PROVIDED DATA START

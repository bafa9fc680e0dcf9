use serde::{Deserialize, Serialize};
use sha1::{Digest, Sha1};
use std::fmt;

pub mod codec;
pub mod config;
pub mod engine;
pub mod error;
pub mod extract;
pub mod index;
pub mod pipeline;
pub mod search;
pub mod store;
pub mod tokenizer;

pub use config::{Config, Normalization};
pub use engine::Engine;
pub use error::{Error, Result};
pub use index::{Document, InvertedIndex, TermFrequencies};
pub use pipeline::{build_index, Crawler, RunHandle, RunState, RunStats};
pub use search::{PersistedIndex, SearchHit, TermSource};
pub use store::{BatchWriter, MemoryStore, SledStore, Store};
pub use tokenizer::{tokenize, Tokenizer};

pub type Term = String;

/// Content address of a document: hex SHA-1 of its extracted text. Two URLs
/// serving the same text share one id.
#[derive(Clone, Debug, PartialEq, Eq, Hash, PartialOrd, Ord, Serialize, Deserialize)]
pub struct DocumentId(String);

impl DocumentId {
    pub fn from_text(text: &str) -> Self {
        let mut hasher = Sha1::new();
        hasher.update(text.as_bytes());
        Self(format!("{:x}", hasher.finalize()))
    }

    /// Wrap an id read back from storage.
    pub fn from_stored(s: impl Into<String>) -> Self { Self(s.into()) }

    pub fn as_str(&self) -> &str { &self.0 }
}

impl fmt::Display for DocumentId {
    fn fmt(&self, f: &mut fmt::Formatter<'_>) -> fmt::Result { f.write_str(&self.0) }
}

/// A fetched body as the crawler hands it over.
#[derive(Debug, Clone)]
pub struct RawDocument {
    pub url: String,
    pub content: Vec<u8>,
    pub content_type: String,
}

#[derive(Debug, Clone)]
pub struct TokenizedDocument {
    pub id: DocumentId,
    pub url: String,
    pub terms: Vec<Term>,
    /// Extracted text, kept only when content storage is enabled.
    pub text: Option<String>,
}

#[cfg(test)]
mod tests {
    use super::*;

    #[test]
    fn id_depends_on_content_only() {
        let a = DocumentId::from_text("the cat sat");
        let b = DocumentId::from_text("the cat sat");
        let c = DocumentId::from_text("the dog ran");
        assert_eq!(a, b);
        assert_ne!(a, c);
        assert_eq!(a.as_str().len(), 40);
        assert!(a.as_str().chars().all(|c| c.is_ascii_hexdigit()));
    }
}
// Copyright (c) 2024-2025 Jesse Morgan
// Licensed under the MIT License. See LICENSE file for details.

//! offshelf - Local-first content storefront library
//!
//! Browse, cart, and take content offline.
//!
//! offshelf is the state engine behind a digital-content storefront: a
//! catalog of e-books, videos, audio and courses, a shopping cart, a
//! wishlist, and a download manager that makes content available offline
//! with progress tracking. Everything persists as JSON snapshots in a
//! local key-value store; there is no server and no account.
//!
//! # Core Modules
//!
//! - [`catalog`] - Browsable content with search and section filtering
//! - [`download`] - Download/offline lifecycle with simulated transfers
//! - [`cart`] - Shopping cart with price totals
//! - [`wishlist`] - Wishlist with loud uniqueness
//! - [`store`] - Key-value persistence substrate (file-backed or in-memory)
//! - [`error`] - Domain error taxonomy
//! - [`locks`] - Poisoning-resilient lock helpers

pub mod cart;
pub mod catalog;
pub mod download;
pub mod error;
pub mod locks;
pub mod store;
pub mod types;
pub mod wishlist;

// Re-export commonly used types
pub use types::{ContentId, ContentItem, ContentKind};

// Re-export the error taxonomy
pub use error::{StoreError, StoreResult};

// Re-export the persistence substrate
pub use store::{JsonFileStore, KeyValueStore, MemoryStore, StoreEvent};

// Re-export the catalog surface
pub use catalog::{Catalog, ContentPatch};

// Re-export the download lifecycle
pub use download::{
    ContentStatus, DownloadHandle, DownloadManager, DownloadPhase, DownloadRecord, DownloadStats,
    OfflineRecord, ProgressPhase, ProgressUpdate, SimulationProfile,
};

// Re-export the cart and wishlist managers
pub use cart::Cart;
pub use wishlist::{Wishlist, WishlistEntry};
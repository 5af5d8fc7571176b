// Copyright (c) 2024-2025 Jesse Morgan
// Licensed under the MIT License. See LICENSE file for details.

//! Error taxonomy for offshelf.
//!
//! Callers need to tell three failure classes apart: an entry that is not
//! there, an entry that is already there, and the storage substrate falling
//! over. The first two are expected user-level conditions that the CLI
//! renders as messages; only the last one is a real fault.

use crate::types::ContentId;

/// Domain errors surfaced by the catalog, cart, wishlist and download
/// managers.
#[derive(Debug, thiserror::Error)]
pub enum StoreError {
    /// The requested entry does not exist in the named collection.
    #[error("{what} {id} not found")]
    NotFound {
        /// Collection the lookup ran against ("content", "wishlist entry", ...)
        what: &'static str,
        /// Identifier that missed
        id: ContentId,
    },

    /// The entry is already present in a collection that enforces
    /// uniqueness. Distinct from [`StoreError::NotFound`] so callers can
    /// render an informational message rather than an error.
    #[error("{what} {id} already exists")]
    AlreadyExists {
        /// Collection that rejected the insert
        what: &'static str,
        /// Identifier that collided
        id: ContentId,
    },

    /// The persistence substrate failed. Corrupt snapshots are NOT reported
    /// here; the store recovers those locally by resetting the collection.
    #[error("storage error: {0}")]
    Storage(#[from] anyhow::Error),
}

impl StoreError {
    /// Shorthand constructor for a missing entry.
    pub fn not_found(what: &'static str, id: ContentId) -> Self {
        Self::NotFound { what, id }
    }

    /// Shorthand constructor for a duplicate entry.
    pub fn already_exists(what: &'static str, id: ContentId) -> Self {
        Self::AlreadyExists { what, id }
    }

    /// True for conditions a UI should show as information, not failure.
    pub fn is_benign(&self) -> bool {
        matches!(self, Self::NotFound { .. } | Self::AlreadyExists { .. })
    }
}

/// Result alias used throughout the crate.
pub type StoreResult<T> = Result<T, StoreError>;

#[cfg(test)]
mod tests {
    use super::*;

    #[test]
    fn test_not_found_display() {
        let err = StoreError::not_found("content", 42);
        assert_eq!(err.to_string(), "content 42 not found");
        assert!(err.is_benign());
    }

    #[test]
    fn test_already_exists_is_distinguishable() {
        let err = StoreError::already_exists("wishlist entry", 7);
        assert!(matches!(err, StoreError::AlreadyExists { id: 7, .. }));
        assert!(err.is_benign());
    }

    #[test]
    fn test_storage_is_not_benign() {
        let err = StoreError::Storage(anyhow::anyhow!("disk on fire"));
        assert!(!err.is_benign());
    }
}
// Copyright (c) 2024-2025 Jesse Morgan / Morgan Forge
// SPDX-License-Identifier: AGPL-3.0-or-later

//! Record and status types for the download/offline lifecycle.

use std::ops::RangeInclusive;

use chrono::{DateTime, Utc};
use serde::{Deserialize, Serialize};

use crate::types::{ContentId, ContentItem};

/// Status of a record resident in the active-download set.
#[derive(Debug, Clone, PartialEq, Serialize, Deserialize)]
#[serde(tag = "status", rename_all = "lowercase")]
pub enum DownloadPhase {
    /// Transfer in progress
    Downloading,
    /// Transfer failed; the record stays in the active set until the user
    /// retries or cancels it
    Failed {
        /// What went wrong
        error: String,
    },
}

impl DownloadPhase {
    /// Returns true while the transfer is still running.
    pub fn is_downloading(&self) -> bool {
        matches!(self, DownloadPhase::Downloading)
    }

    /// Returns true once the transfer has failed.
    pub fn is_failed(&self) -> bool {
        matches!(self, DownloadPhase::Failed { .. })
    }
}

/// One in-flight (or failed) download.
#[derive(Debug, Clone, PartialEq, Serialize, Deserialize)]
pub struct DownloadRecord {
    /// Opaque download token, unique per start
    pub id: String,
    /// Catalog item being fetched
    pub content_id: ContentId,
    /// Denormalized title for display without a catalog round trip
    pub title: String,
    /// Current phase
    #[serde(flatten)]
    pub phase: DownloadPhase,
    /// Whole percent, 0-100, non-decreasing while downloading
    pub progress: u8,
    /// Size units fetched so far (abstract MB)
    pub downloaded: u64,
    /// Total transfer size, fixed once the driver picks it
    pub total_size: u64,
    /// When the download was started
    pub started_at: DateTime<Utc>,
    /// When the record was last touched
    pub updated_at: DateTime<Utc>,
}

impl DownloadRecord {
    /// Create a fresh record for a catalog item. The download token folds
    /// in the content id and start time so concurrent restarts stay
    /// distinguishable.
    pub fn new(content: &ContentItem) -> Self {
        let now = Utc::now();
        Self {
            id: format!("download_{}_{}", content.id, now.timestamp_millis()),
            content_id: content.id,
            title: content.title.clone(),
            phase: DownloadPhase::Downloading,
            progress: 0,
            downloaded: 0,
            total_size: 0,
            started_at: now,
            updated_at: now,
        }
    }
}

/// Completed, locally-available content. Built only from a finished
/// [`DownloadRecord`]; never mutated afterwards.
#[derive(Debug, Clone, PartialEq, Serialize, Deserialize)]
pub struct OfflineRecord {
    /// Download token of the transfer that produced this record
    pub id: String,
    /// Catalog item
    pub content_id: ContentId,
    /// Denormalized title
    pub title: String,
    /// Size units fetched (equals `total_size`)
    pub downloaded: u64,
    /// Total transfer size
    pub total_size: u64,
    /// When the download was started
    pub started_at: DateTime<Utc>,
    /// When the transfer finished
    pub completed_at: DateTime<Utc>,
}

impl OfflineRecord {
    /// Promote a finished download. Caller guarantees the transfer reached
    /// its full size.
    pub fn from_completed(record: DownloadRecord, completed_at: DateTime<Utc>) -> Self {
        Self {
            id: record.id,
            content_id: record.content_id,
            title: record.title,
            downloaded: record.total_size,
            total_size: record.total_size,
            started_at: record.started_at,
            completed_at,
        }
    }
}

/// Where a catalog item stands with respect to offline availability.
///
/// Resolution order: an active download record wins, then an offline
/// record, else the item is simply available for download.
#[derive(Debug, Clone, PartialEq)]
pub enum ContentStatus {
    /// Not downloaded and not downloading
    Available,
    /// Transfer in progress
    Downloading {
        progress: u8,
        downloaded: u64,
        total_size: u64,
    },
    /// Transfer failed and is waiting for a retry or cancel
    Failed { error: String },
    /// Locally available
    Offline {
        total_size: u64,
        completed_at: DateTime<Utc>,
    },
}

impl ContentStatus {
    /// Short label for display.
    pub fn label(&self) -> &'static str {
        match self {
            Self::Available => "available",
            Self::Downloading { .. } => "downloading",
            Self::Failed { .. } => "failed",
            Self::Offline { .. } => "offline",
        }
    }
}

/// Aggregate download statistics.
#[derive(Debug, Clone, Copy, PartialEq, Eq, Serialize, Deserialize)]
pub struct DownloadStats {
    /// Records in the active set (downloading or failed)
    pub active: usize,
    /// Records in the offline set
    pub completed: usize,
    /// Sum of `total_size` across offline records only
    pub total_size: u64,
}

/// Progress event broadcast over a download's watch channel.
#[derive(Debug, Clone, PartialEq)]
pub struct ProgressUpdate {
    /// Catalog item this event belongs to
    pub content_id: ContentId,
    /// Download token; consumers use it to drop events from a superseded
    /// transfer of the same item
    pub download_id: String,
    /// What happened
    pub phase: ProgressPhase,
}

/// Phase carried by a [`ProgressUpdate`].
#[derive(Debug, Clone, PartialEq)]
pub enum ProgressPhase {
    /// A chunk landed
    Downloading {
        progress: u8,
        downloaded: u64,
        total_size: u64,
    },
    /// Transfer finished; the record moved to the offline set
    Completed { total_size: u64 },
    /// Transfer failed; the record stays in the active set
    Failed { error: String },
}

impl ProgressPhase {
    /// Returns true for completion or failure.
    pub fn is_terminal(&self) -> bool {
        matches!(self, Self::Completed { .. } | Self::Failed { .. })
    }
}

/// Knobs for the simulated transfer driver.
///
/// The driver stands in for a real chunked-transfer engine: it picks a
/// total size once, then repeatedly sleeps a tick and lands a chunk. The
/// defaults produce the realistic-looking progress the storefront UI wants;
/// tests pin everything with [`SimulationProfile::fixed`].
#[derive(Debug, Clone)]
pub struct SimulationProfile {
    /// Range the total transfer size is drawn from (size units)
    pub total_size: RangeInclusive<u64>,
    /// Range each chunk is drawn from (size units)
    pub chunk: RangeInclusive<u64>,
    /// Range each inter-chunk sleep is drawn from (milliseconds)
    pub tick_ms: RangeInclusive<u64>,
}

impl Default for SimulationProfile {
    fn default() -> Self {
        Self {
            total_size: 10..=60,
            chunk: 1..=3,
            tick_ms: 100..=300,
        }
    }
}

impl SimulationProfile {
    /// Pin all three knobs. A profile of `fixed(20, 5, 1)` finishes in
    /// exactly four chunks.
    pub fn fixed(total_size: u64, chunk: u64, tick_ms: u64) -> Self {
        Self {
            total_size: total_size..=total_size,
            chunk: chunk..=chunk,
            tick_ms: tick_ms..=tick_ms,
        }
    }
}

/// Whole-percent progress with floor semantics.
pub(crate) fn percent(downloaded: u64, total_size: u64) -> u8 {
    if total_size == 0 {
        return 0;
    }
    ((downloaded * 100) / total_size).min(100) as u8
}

PROVIDED DATA END

Among the lines above, find those containing the word "taxonomy" and copy each.

• _RESPONSE_:
//! - [`error`] - Domain error taxonomy
// Re-export the error taxonomy
//! Error taxonomy for offshelf.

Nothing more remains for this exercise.